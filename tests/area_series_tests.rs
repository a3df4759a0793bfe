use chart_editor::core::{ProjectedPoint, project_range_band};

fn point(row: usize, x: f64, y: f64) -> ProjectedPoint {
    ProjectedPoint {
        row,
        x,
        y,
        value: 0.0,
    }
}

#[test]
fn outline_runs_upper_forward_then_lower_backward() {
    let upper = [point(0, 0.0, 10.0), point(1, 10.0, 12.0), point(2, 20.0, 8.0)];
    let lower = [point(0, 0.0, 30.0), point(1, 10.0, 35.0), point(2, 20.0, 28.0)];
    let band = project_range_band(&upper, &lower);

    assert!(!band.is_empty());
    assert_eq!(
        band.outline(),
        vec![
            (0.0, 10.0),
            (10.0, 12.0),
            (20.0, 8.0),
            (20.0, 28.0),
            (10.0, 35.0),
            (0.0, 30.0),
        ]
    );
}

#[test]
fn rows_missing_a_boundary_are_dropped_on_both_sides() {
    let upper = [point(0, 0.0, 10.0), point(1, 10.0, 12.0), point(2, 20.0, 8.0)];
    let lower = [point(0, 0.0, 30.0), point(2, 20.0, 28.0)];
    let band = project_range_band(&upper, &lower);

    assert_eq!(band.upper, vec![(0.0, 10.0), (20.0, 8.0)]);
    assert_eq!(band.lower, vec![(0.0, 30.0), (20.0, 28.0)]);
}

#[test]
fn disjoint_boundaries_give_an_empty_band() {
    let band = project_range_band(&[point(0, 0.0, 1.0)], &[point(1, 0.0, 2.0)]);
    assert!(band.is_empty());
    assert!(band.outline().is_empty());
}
==
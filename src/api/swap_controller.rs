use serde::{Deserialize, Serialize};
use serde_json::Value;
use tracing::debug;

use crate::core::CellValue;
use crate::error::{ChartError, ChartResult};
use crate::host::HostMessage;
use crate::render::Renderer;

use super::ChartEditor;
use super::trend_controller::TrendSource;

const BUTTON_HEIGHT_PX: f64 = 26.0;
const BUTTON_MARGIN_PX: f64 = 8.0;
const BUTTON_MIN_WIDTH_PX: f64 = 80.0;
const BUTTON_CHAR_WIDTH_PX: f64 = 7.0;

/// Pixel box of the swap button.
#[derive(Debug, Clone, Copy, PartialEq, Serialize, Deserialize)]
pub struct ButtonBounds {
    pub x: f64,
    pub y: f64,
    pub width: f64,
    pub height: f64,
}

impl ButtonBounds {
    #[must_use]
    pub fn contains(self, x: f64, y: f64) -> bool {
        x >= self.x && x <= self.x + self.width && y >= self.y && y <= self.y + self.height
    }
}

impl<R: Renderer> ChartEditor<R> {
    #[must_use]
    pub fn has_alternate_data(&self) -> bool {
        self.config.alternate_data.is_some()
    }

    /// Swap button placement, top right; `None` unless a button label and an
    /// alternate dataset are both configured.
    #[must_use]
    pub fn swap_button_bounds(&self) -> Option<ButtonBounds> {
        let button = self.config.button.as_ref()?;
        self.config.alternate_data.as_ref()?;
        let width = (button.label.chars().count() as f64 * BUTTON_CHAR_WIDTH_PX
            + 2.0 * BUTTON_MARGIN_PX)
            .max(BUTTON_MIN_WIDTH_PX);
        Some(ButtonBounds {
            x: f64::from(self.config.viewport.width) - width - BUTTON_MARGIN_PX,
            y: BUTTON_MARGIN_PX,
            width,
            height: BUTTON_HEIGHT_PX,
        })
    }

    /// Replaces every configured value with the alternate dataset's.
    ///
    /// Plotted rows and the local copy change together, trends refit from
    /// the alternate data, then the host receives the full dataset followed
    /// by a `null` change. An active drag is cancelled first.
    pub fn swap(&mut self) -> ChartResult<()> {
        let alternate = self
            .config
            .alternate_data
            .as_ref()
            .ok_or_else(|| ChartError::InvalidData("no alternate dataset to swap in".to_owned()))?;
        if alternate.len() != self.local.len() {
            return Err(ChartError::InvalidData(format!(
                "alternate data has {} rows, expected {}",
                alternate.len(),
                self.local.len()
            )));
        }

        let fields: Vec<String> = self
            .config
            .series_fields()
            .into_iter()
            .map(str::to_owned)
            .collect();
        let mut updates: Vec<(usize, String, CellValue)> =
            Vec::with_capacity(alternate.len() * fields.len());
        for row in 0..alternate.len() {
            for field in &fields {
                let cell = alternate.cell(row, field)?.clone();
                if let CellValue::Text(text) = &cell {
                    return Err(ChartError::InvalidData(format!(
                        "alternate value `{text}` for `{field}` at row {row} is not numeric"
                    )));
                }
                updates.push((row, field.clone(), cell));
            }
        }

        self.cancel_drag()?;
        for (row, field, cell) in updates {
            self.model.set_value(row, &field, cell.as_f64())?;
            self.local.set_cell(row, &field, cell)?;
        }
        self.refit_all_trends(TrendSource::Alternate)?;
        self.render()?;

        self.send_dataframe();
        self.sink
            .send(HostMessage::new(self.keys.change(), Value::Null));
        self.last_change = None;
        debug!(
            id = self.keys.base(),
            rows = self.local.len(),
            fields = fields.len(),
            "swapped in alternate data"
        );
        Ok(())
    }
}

● GOAL OF THE EXERCISE:
In the records above, find every line with the word "super" and copy it.

● EXERCISE RESULT:
use super::ChartEditor;
use super::trend_controller::TrendSource;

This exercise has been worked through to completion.